Ever more influential people question the war on drugs Richard Branson, Bill Clinton and Jimmy Carter.

Sir Richard Branson has never sat on an idea. A frenetic 40-year career in the public eye has seen him launch Virgin Group, with its 400 companies, while juggling time between world record attempts, Hollywood cameos and humanitarian drives. Lately, Branson has embarked on a new adventure, one no less challenging than attempting to circumnavigate the globe in a balloon. As a member of the Global Commission on Drug Policy, Branson is sharing the spotlight with the burgeoning movement to end the U.S.-led war on drugs.
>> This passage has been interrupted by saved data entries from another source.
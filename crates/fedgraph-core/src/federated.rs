//! # Federated Store
//!
//! One logical graph over a live registry of constituent graphs.
//!
//! ```text
//! FederationConfig ──► resolver ──► Graph ──► GraphRegistry (ArcSwap snapshot)
//!                                                  │
//!                      execute(op) ──► Dispatcher ◄┘ (rayon fan-out, merge)
//! ```
//!
//! The store itself serves the registry operations (`GetAllGraphIds`,
//! `AddGraph`, `RemoveGraph`); everything else goes to the dispatcher.

use crate::config::{FederationConfig, GraphConfigEntry};
use crate::dispatch::Dispatcher;
use crate::graph::Graph;
use crate::jobs::{JobDetail, JobStatus, JobTracker};
use crate::library::{GraphLibrary, NoGraphLibrary};
use crate::operation::{Operation, OperationResult, OperationShape};
use crate::properties::StoreProperties;
use crate::registry::GraphRegistry;
use crate::resolver::resolve;
use crate::schema::Schema;
use crate::store::StoreFactory;
use crate::traits::StoreTrait;
use crate::{Context, FederationError, User};
use std::collections::BTreeSet;
use std::sync::Arc;
use std::sync::atomic::{AtomicU64, Ordering};

/// The federated graph store.
pub struct FederatedStore {
    store_id: String,
    config: FederationConfig,
    library: Arc<dyn GraphLibrary>,
    factory: StoreFactory,
    registry: GraphRegistry,
    dispatcher: Dispatcher,
    jobs: Option<JobTracker>,
    next_job: AtomicU64,
}

impl std::fmt::Debug for FederatedStore {
    fn fmt(&self, f: &mut std::fmt::Formatter<'_>) -> std::fmt::Result {
        f.debug_struct("FederatedStore")
            .field("store_id", &self.store_id)
            .field("library", &self.library.name())
            .field("graphs", &self.registry.graph_ids())
            .field("dispatcher", &self.dispatcher)
            .finish_non_exhaustive()
    }
}

impl FederatedStore {
    /// An empty federation using `config` for dispatch settings and for any
    /// graph later added by id.
    pub fn new(
        store_id: impl Into<String>,
        config: FederationConfig,
        library: Arc<dyn GraphLibrary>,
        factory: StoreFactory,
    ) -> Result<Self, FederationError> {
        let dispatcher = Dispatcher::new(config.parallelism(), config.write_policy)?;
        Ok(Self {
            store_id: store_id.into(),
            config,
            library,
            factory,
            registry: GraphRegistry::new(),
            dispatcher,
            jobs: None,
            next_job: AtomicU64::new(1),
        })
    }

    /// Build a federation and register every graph named in `properties`.
    ///
    /// The configured graphs are added as one batch: if any fails to resolve
    /// or conflicts, no graph is registered.
    pub fn initialise(
        store_id: impl Into<String>,
        properties: &StoreProperties,
        library: Option<Arc<dyn GraphLibrary>>,
    ) -> Result<Self, FederationError> {
        let config = FederationConfig::from_properties(properties, None)?;
        Self::from_config(store_id, config, library, StoreFactory::default())
    }

    /// Build a federation from a parsed configuration and register its graphs.
    pub fn from_config(
        store_id: impl Into<String>,
        config: FederationConfig,
        library: Option<Arc<dyn GraphLibrary>>,
        factory: StoreFactory,
    ) -> Result<Self, FederationError> {
        let library = library.unwrap_or_else(|| Arc::new(NoGraphLibrary));
        let graph_ids = config.graph_ids.clone();
        let store = Self::new(store_id, config, library, factory)?;
        store.add_graph_ids(&graph_ids)?;
        tracing::info!(
            store_id = %store.store_id,
            graphs = store.registry.len(),
            "federated store initialised"
        );
        Ok(store)
    }

    /// Record jobs for every `execute` call.
    #[must_use]
    pub fn with_job_tracker(mut self, tracker: JobTracker) -> Self {
        self.jobs = Some(tracker);
        self
    }

    #[must_use]
    pub fn store_id(&self) -> &str {
        &self.store_id
    }

    #[must_use]
    pub fn library(&self) -> &dyn GraphLibrary {
        self.library.as_ref()
    }

    #[must_use]
    pub fn factory(&self) -> &StoreFactory {
        &self.factory
    }

    #[must_use]
    pub fn registry(&self) -> &GraphRegistry {
        &self.registry
    }

    #[must_use]
    pub fn job_tracker(&self) -> Option<&JobTracker> {
        self.jobs.as_ref()
    }

    // -------------------------------------------------------------------------
    // Registry
    // -------------------------------------------------------------------------

    /// Register already built graphs, all or nothing.
    pub fn add_graphs(&self, graphs: Vec<Graph>) -> Result<(), FederationError> {
        self.registry.add_graphs(graphs, self.library.as_ref())
    }

    /// Resolve and register one graph from an explicit entry.
    pub fn add_graph(&self, graph_id: &str, entry: &GraphConfigEntry) -> Result<(), FederationError> {
        self.reject_known_ids(&[graph_id])?;
        let graph = resolve(graph_id, entry, self.library.as_ref(), &self.factory)?;
        self.add_graphs(vec![graph])
    }

    /// Resolve and register graphs by id, using the configured entries (or
    /// the library alone for ids with no entry). All or nothing.
    pub fn add_graph_ids<S: AsRef<str>>(&self, graph_ids: &[S]) -> Result<(), FederationError> {
        self.reject_known_ids(graph_ids)?;
        let graphs = graph_ids
            .iter()
            .map(|id| {
                let id = id.as_ref();
                resolve(id, &self.config.entry(id), self.library.as_ref(), &self.factory)
            })
            .collect::<Result<Vec<_>, _>>()?;
        self.add_graphs(graphs)
    }

    /// Fail fast on ids that are registered or repeated, before any backend
    /// is opened. `GraphRegistry::add_graphs` repeats the check under its
    /// writer lock.
    fn reject_known_ids<S: AsRef<str>>(&self, graph_ids: &[S]) -> Result<(), FederationError> {
        let snapshot = self.registry.snapshot();
        let mut batch = BTreeSet::new();
        for id in graph_ids {
            let id = id.as_ref();
            if snapshot.contains(id) || !batch.insert(id) {
                return Err(FederationError::overwrite(id));
            }
        }
        Ok(())
    }

    /// Remove a graph; false if it was not registered.
    pub fn remove(&self, graph_id: &str) -> bool {
        self.registry.remove(graph_id)
    }

    #[must_use]
    pub fn graphs(&self) -> Vec<Arc<Graph>> {
        self.registry.graphs()
    }

    #[must_use]
    pub fn graph_ids(&self) -> BTreeSet<String> {
        self.registry.graph_ids()
    }

    /// The merged schema of every constituent.
    pub fn schema(&self) -> Result<Arc<Schema>, FederationError> {
        self.registry.schema()
    }

    /// Traits every constituent supports.
    #[must_use]
    pub fn traits(&self) -> BTreeSet<StoreTrait> {
        self.registry.traits()
    }

    // -------------------------------------------------------------------------
    // Execution
    // -------------------------------------------------------------------------

    /// Execute an operation on behalf of `user`.
    pub fn execute(
        &self,
        operation: &Operation,
        user: &User,
    ) -> Result<OperationResult, FederationError> {
        let job_id = format!(
            "{}-{}",
            self.store_id,
            self.next_job.fetch_add(1, Ordering::Relaxed)
        );
        let ctx = Context::new(user.clone(), job_id);
        let job = self.start_job(operation, &ctx)?;

        let result = match operation.shape() {
            OperationShape::Registry => self.execute_builtin(operation, &ctx),
            OperationShape::Output(_) | OperationShape::Mutation => {
                let snapshot = self.registry.snapshot();
                self.dispatcher.dispatch(&snapshot, operation, &ctx)
            }
        };

        if let Some(job) = job {
            let ended = match &result {
                Ok(_) => job.ended(JobStatus::Finished, None),
                Err(e) => job.ended(JobStatus::Failed, Some(e.to_string())),
            };
            // The operation has already taken effect; its outcome wins.
            if let Err(e) = self.record_job(&ended, user) {
                tracing::warn!(job_id = %ctx.job_id, error = %e, "failed to record job end");
            }
        }
        result
    }

    /// Fallback for operations nothing in the federation handles.
    pub fn do_unhandled_operation(
        &self,
        operation: &Operation,
        _ctx: &Context,
    ) -> Result<OperationResult, FederationError> {
        Err(FederationError::UnsupportedOperation(
            operation.name().to_string(),
        ))
    }

    fn execute_builtin(
        &self,
        operation: &Operation,
        ctx: &Context,
    ) -> Result<OperationResult, FederationError> {
        match operation {
            Operation::GetAllGraphIds => Ok(OperationResult::GraphIds(self.graph_ids())),
            Operation::AddGraph {
                graph_id,
                schema,
                properties,
            } => {
                let entry = GraphConfigEntry::inline(schema.clone(), properties.clone());
                self.add_graph(graph_id, &entry)?;
                Ok(OperationResult::Done)
            }
            Operation::RemoveGraph { graph_id } => {
                self.remove(graph_id);
                Ok(OperationResult::Done)
            }
            other => self.do_unhandled_operation(other, ctx),
        }
    }

    fn start_job(
        &self,
        operation: &Operation,
        ctx: &Context,
    ) -> Result<Option<JobDetail>, FederationError> {
        if self.jobs.is_none() {
            return Ok(None);
        }
        let job = JobDetail::running(ctx.job_id.clone(), &ctx.user, operation.name());
        self.record_job(&job, &ctx.user)?;
        Ok(Some(job))
    }

    fn record_job(&self, job: &JobDetail, user: &User) -> Result<(), FederationError> {
        match &self.jobs {
            Some(tracker) => tracker.add_or_update_job(job, user),
            None => Ok(()),
        }
    }
}

// =============================================================================
// TESTS
// =============================================================================

#[cfg(test)]
mod tests {
    use super::*;
    use crate::element::Element;
    use crate::jobs::CacheService;
    use crate::schema::{SchemaEntityDefinition, TypeDefinition};
    use crate::store::{MapStore, Store};

    fn schema() -> Schema {
        Schema::new()
            .entity(
                "BasicEntity",
                SchemaEntityDefinition {
                    vertex: "vertex.string".into(),
                    properties: Default::default(),
                    description: None,
                },
            )
            .type_def("vertex.string", TypeDefinition::new("string"))
    }

    fn store() -> FederatedStore {
        FederatedStore::from_config(
            "federated",
            FederationConfig::new(),
            None,
            StoreFactory::default(),
        )
        .expect("store")
    }

    #[test]
    fn builtins_manage_the_registry() {
        let store = store();
        let user = User::default();
        store
            .execute(
                &Operation::AddGraph {
                    graph_id: "g1".into(),
                    schema: schema(),
                    properties: StoreProperties::for_kind("map"),
                },
                &user,
            )
            .expect("add graph");

        let ids = store
            .execute(&Operation::GetAllGraphIds, &user)
            .and_then(OperationResult::into_graph_ids)
            .expect("ids");
        assert_eq!(ids, ["g1".to_string()].into());

        store
            .execute(&Operation::RemoveGraph { graph_id: "g1".into() }, &user)
            .expect("remove");
        assert!(store.graph_ids().is_empty());
    }

    #[test]
    fn unknown_operation_is_unsupported() {
        let err = store()
            .execute(
                &Operation::Other {
                    name: "GetWalks".into(),
                    options: Default::default(),
                },
                &User::default(),
            )
            .expect_err("unsupported");
        assert!(matches!(err, FederationError::UnsupportedOperation(_)));
    }

    /// Map backend that stops the cache service while a write runs.
    #[derive(Debug)]
    struct CacheStoppingStore {
        inner: MapStore,
        service: Arc<CacheService>,
    }

    impl Store for CacheStoppingStore {
        fn initialise(
            &mut self,
            graph_id: &str,
            schema: Schema,
            properties: StoreProperties,
            library: Option<&dyn GraphLibrary>,
        ) -> Result<(), FederationError> {
            self.inner.initialise(graph_id, schema, properties, library)
        }

        fn execute(
            &self,
            operation: &Operation,
            ctx: &Context,
        ) -> Result<OperationResult, FederationError> {
            self.service.shutdown();
            self.inner.execute(operation, ctx)
        }

        fn schema(&self) -> &Schema {
            self.inner.schema()
        }

        fn traits(&self) -> &BTreeSet<StoreTrait> {
            self.inner.traits()
        }
    }

    #[test]
    fn failed_job_record_keeps_the_operation_result() {
        let service = CacheService::initialise();
        let tracker = JobTracker::new(&service).expect("tracker");
        let stopping = Arc::clone(&service);
        let factory = StoreFactory::default().with_kind("stopping", move || {
            Box::new(CacheStoppingStore {
                inner: MapStore::new(),
                service: Arc::clone(&stopping),
            })
        });
        let store = FederatedStore::from_config("federated", FederationConfig::new(), None, factory)
            .expect("store")
            .with_job_tracker(tracker);
        store
            .add_graph(
                "g1",
                &GraphConfigEntry::inline(schema(), StoreProperties::for_kind("stopping")),
            )
            .expect("add");

        let written = store.execute(
            &Operation::add_elements(vec![Element::entity("BasicEntity", "v")]),
            &User::default(),
        );
        assert!(matches!(written, Ok(OperationResult::Done)));
        assert!(!service.is_running());
    }

    #[test]
    fn jobs_are_recorded_when_tracked() {
        let service = CacheService::initialise();
        let tracker = JobTracker::new(&service).expect("tracker");
        let store = store().with_job_tracker(tracker.clone());
        let user = User::new("alice");

        store
            .add_graph(
                "g1",
                &GraphConfigEntry::inline(schema(), StoreProperties::for_kind("map")),
            )
            .expect("add");
        store
            .execute(
                &Operation::add_elements(vec![Element::entity("BasicEntity", "v")]),
                &user,
            )
            .expect("write");
        let _ = store.execute(
            &Operation::Other {
                name: "Nope".into(),
                options: Default::default(),
            },
            &user,
        );

        let jobs = tracker.all_jobs(&user).expect("jobs");
        assert_eq!(jobs.len(), 2);
        assert!(jobs.iter().all(|j| j.user_id == "alice"));
        assert!(jobs.iter().any(|j| j.status == JobStatus::Finished));
        assert!(jobs.iter().any(|j| j.status == JobStatus::Failed));
    }
}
That crusade brought him to New York this week for the premiere of Breaking the Taboo, a documentary film asserting that the 40-year-old drug war, centered on prohibition rather than rehabilitation, has failed on all fronts. Narrated by Morgan Freeman, the film splices images of brutal violence with interviews with global leaders, including former U.S. Presidents Jimmy Carter and Bill Clinton, who lambast the $1 trillion global war for overcrowding prisons while doing little to curtail drug use among an estimated 230 million people around the world. “Obviously, if the expected results were that we would eliminate serious drug use in America and eliminate the narco-trafficking networks, it hasn’t worked,” says Mr. Clinton during the film.


Hat-tip Future Freedom


thor42 said...

I agree.
I hate drugs myself, but if someone else wants to poison their body with cannabis or whatever, then I don't have a problem with that.
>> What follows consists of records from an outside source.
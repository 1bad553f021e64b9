//! # Graph Resolver
//!
//! Turns a [`GraphConfigEntry`] into a built [`Graph`].
//!
//! Schema and properties are resolved independently, by the same rules:
//! 1. inline value and explicit file(s); several schema files are union-merged
//! 2. library entry named by `schema.id` / `properties.id`
//! 3. `library.get(graphId)` when neither of the above gave a value
//!
//! When both (1) and (2) are configured, the library value is the base and
//! the explicit value is laid over it: explicit wins on every conflicting key
//! or group, library-only content is kept.
//!
//! Each library accessor is called at most once per resolution.

use crate::config::GraphConfigEntry;
use crate::graph::Graph;
use crate::library::GraphLibrary;
use crate::properties::StoreProperties;
use crate::schema::Schema;
use crate::store::StoreFactory;
use crate::types::CreationKind;
use crate::FederationError;

/// Resolved, not yet validated parts of a graph.
#[derive(Debug, Clone, Default, PartialEq)]
pub struct ResolvedParts {
    pub schema: Option<Schema>,
    pub properties: Option<StoreProperties>,
}

/// Resolve and build one constituent graph.
pub fn resolve(
    graph_id: &str,
    entry: &GraphConfigEntry,
    library: &dyn GraphLibrary,
    factory: &StoreFactory,
) -> Result<Graph, FederationError> {
    let parts = resolve_parts(graph_id, entry, library)?;

    let mut builder = Graph::builder().graph_id(graph_id).library(library);
    if let Some(schema) = parts.schema {
        builder = builder.schema(schema);
    }
    if let Some(properties) = parts.properties {
        builder = builder.properties(properties);
    }
    builder.build(factory)
}

/// Resolve schema and properties without building the graph.
///
/// Parts that no source provides are left `None`.
pub fn resolve_parts(
    graph_id: &str,
    entry: &GraphConfigEntry,
    library: &dyn GraphLibrary,
) -> Result<ResolvedParts, FederationError> {
    let mut schema = resolve_schema(graph_id, entry, library)?;
    let mut properties = resolve_properties(graph_id, entry, library)?;

    if schema.is_none() || properties.is_none() {
        if let Some((lib_schema, lib_properties)) =
            library.get(graph_id).map_err(|e| library_failure(graph_id, e))?
        {
            tracing::debug!(graph_id, "falling back to library entry for graph");
            schema.get_or_insert(lib_schema);
            properties.get_or_insert(lib_properties);
        }
    }

    Ok(ResolvedParts { schema, properties })
}

fn library_failure(graph_id: &str, cause: FederationError) -> FederationError {
    FederationError::Library(format!("graphId: {} {}", graph_id, cause))
}

fn resolve_schema(
    graph_id: &str,
    entry: &GraphConfigEntry,
    library: &dyn GraphLibrary,
) -> Result<Option<Schema>, FederationError> {
    let mut explicit = entry.schema.clone();
    for path in &entry.schema_files {
        let loaded = Schema::load(path).map_err(|_| {
            FederationError::creation_failed_at(
                CreationKind::Schema,
                graph_id,
                &path.display().to_string(),
            )
        })?;
        explicit = Some(match explicit {
            Some(acc) => acc.merge(&loaded)?,
            None => loaded,
        });
    }

    let from_library = match &entry.schema_id {
        Some(id) => Some(
            library
                .get_schema(id)
                .map_err(|e| library_failure(graph_id, e))?
                .ok_or_else(|| FederationError::creation_failed_at(CreationKind::Schema, graph_id, id))?,
        ),
        None => None,
    };

    Ok(match (from_library, explicit) {
        (Some(base), Some(overlay)) => Some(base.overlaid_with(&overlay)),
        (base, overlay) => overlay.or(base),
    })
}

fn resolve_properties(
    graph_id: &str,
    entry: &GraphConfigEntry,
    library: &dyn GraphLibrary,
) -> Result<Option<StoreProperties>, FederationError> {
    let mut explicit = entry.properties.clone();
    if let Some(path) = &entry.properties_file {
        let loaded = StoreProperties::load(path).map_err(|_| {
            FederationError::creation_failed_at(
                CreationKind::Property,
                graph_id,
                &path.display().to_string(),
            )
        })?;
        explicit = Some(match explicit {
            Some(inline) => loaded.overlaid_with(&inline),
            None => loaded,
        });
    }

    let from_library = match &entry.properties_id {
        Some(id) => Some(
            library
                .get_properties(id)
                .map_err(|e| library_failure(graph_id, e))?
                .ok_or_else(|| {
                    FederationError::creation_failed_at(CreationKind::Property, graph_id, id)
                })?,
        ),
        None => None,
    };

    Ok(match (from_library, explicit) {
        (Some(base), Some(overlay)) => Some(base.overlaid_with(&overlay)),
        (base, overlay) => overlay.or(base),
    })
}

// =============================================================================
// TESTS
// =============================================================================

#[cfg(test)]
mod tests {
    use super::*;
    use crate::library::{HashMapGraphLibrary, NoGraphLibrary};
    use crate::schema::{SchemaEntityDefinition, TypeDefinition};

    fn schema() -> Schema {
        Schema::new()
            .entity(
                "BasicEntity",
                SchemaEntityDefinition {
                    vertex: "vertex.string".into(),
                    properties: Default::default(),
                    description: None,
                },
            )
            .type_def("vertex.string", TypeDefinition::new("string"))
    }

    #[test]
    fn inline_parts_build_a_graph() {
        let entry = GraphConfigEntry::inline(schema(), StoreProperties::for_kind("map"));
        let graph = resolve("g1", &entry, &NoGraphLibrary, &StoreFactory::default())
            .expect("resolve");
        assert_eq!(graph.graph_id(), "g1");
    }

    #[test]
    fn missing_schema_file_uses_schema_template() {
        let entry = GraphConfigEntry::new()
            .with_schema_file("/does/not/exist.json")
            .with_properties(StoreProperties::for_kind("map"));
        let err = resolve_parts("g1", &entry, &NoGraphLibrary).expect_err("missing");
        assert_eq!(
            err.to_string(),
            "Schema was not able to be created with the supplied properties graphId: g1 schemaPath: /does/not/exist.json"
        );
    }

    #[test]
    fn missing_library_id_uses_path_template() {
        let entry = GraphConfigEntry::new()
            .with_schema(schema())
            .with_properties_id("nothing");
        let err = resolve_parts("g1", &entry, &NoGraphLibrary).expect_err("missing");
        assert_eq!(
            err.to_string(),
            "Property was not able to be created with the supplied properties graphId: g1 propertyPath: nothing"
        );
    }

    #[test]
    fn explicit_properties_overlay_library_properties() {
        let library = HashMapGraphLibrary::new();
        library
            .add_properties(
                "shared",
                &StoreProperties::for_kind("redb").with("unusualKey", "fromLibrary"),
            )
            .expect("add");
        let entry = GraphConfigEntry::new()
            .with_schema(schema())
            .with_properties_id("shared")
            .with_properties(StoreProperties::for_kind("map"));

        let parts = resolve_parts("g1", &entry, &library).expect("resolve");
        let props = parts.properties.expect("properties");
        assert_eq!(props.kind(), Some("map"));
        assert_eq!(props.get("unusualKey"), Some("fromLibrary"));
    }

    #[test]
    fn library_graph_entry_is_the_fallback() {
        let library = HashMapGraphLibrary::new();
        library
            .add("g1", &schema(), &StoreProperties::for_kind("map"))
            .expect("add");
        let parts = resolve_parts("g1", &GraphConfigEntry::new(), &library).expect("resolve");
        assert_eq!(parts.schema, Some(schema()));
        assert_eq!(
            parts.properties.and_then(|p| p.kind().map(str::to_string)),
            Some("map".to_string())
        );
    }

    #[test]
    fn nothing_configured_is_an_incomplete_builder() {
        let err = resolve("g1", &GraphConfigEntry::new(), &NoGraphLibrary, &StoreFactory::default())
            .expect_err("nothing");
        assert!(err
            .to_string()
            .starts_with("Graph was not able to be created with the supplied properties"));
    }
}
Legalising dope-growing could even be a new source of taxes!

Redbaiter said...

You might consider these three pathetic liberals as helpful to your cause but I'm damned if I am impressed.

Carter and Clinton are just completely odious.

Branson is an advocate for the global warming myth.


Laffable more like it.

Anonymous said...

Drugs per-se are big business.

Addictive drugs are good if you are a legit drug company. Bad if you are a backyard do it yourself type.

Bad drugs are good business for the police, politicians. lawyers, therapists, car dealers, real estate people who sell mansions and get paid in cash. and all the hanger on types which flock to the cause. The illegal economy keeps the legal economy in business.

I have many friends who are mental health professionals and ninety per cent of them are on prescription medication which they prescribe for each other. The inmates have taken over the asylum.

back in 1969 i smoked weed with the then head of the Wellington Drug squad in his office at the Warring Taylor street police station. (Its a long story)but i was fascinated by the flair with which this bloke rolled his joints. Especially since he wasnt in a hurry to give me a puff.

Drugs aint going anywhere anytime soon. except out to the market place.